Shareholders were briefed on steps KE has taken to provide relief to its customers which are more vulnerable to the impact of COVID-19, through deferred bill payments, extension of prepaid electricity to certain Commercial and Industrial Consumers and provision of uninterrupted power supply especially to all critical sites, key healthcare institutions and key government functions etc.

Through the growing strategic and operational challenges, KE is making continuous strides towards efficiency improvements and additions to its own generation fleet as well as external sources. KE is setting up a 900 MW RLNG based highly efficient power generation plant at its Bin Qasim Power Complex (BQPS-III) comprising two 450 MW units, running on the Combined Cycle Gas Turbine (CCGT) configuration.
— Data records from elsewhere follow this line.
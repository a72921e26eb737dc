pub mod cleanup;
pub mod config;
pub mod error;
pub mod identity;
pub mod pipeline;
pub mod provider;
pub mod query;
pub mod rank;
pub mod transcode;

pub use cleanup::{cleanup_files, Janitor};
pub use config::FetchOptions;
pub use error::{Error, Result};
pub use identity::{extract_identity, MusicInfo, PostMetadata};
pub use pipeline::{AcquiredTrack, PostArtifact, ResolvedPost};
pub use provider::{is_post_url, MediaProvider, YtDlp};
pub use query::query_variants;
pub use rank::{rank_candidates, RankedCandidate, SearchCandidate};

/// Resolve a platform post URL with default options.
pub async fn resolve_post(url: &str) -> Result<ResolvedPost> {
    resolve_post_with_options(url, &FetchOptions::default()).await
}

/// Resolve a platform post URL with custom options.
pub async fn resolve_post_with_options(url: &str, options: &FetchOptions) -> Result<ResolvedPost> {
    let provider = YtDlp::new();
    provider.ensure_available().await?;
    pipeline::resolve_post(&provider, url, options).await
}

/// Search for a song by free text and download the best match as audio.
/// `Ok(None)` means nothing usable was found — a valid outcome, not an error.
pub async fn find_track(query: &str) -> Result<Option<AcquiredTrack>> {
    find_track_with_options(query, &FetchOptions::default()).await
}

/// Search for a song with custom options.
pub async fn find_track_with_options(
    query: &str,
    options: &FetchOptions,
) -> Result<Option<AcquiredTrack>> {
    let provider = YtDlp::new();
    provider.ensure_available().await?;
    pipeline::find_track(&provider, query, options).await
}

/// Search for a song and download up to `limit` distinct matches in ranked
/// order, with default options.
pub async fn find_tracks(query: &str, limit: usize) -> Result<Vec<AcquiredTrack>> {
    find_tracks_with_options(query, limit, &FetchOptions::default()).await
}

/// Batch search-download with custom options.
pub async fn find_tracks_with_options(
    query: &str,
    limit: usize,
    options: &FetchOptions,
) -> Result<Vec<AcquiredTrack>> {
    let provider = YtDlp::new();
    provider.ensure_available().await?;
    pipeline::find_tracks(&provider, query, limit, options).await
}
KE has also completed over 90% of the TP-1000 project expected to be completed later this year. This has added over 900 MVAs to power transformation capacity. Moreover, the Company has revisited safety procedures and practices for grounding to make them less prone to theft. Additionally, the Company is undertaking revalidation of grounding of its network by examining each and every pole within the KE system with a tagging of the same in the system.
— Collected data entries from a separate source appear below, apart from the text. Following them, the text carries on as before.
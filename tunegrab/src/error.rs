/// All errors that can occur in tunegrab.
#[derive(Debug, thiserror::Error)]
pub enum Error {
    #[error("no metadata available for post: {url}")]
    MetadataUnavailable { url: String },

    #[error("download error: {0}")]
    Download(String),

    #[error("audio extraction failed: {0}")]
    ExtractionTool(String),

    #[error("yt-dlp not found — install with: pip install yt-dlp")]
    YtDlpNotFound,

    #[error("resolution attempt exceeded its deadline")]
    DeadlineExceeded,

    #[error("I/O error: {0}")]
    Io(#[from] std::io::Error),

    #[error("JSON error: {0}")]
    Json(#[from] serde_json::Error),
}

pub type Result<T> = std::result::Result<T, Error>;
Shareholders were also apprised of the improvements made across the entire energy value chain through investments of more than USD 2.4 billion since 2009, which includes the addition of 1,057 MW of power generation, 7% points improvement in overall fleet efficiency as well as a 16.8% points reduction in T&D losses. Apart from this, transmission capacity has been increased by 42% and distribution capacity by 64% over the same time frame.

The Company continues to rehabilitate and upgrade its network, including the conversion of around 8,000 PMTs to Aerial Bundled Cable (ABC) to combat the menace of power theft, which has resulted in more than 70% of the city and 100% of industries being exempt from load-shed. Safety remains a top priority for the power utility, both for its employees as well as its customers. In this regard, the company will remain engaged with all relevant stakeholders including policymakers, regulatory bodies as well as civic entities to cope with and overcome challenges that arise from a substantial portion of Karachi being unplanned and rife with encroachments, which are major factors in undermining the integrity and reliability of the power infrastructure.

At the AGM, shareholders endorsed the Company’s financial statements for the fiscal year ended June 30, 2019 and approved the decision to reinvest the profit back into the business.